Patrick Useldinger a écrit :
Brent Frère
wrote:
Do a find. For each file, compute a md5sum.
Do a sort of it. Detect the sets of files having matching md5sum. Do a
binary compare of each couple of such files. If it matches, you found
it !
I am going to write one, as I haven't found what I was looking for.
However, I haven't found a reason why I should use md5sum. It means
that I have to read each file at least once entirely to compute the
hash, and possibly twice if the hashes match.
Why not compare them directly (blockwise) if their length matches?
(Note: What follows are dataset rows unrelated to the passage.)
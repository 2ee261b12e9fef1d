use crate::cli::{
    actions::{server::Args, Action},
    commands::{otp, volunteer},
};
use anyhow::{Context, Result};
use secrecy::SecretString;

/// # Errors
/// Returns an error if required arguments are missing or inconsistent.
pub fn handler(matches: &clap::ArgMatches) -> Result<Action> {
    let port = matches.get_one::<u16>("port").copied().unwrap_or(8080);
    let dsn = matches
        .get_one::<String>("dsn")
        .cloned()
        .context("missing required argument: --dsn")?;

    Ok(Action::Server(Args {
        port,
        dsn: SecretString::from(dsn),
        volunteer: volunteer::Options::parse(matches)?,
        otp: otp::Options::parse(matches)?,
    }))
}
And
stop as soon as they differ?
-pu
_______________________________________________
Lilux-help mailing list
Lilux-help@lilux.lu
http://lilux.lu/mailman/listinfo/lilux-help
Great idea.
You have 100.000 files in an average filesystem. If you compare each
couple, this gives you
100.000 * (100.000-1) / 2 combinations, so about 5.000.000.000 file
comparaisons, or 10.000.000.000 file read. As example, the first file
only will have to be compared do 99.999 others...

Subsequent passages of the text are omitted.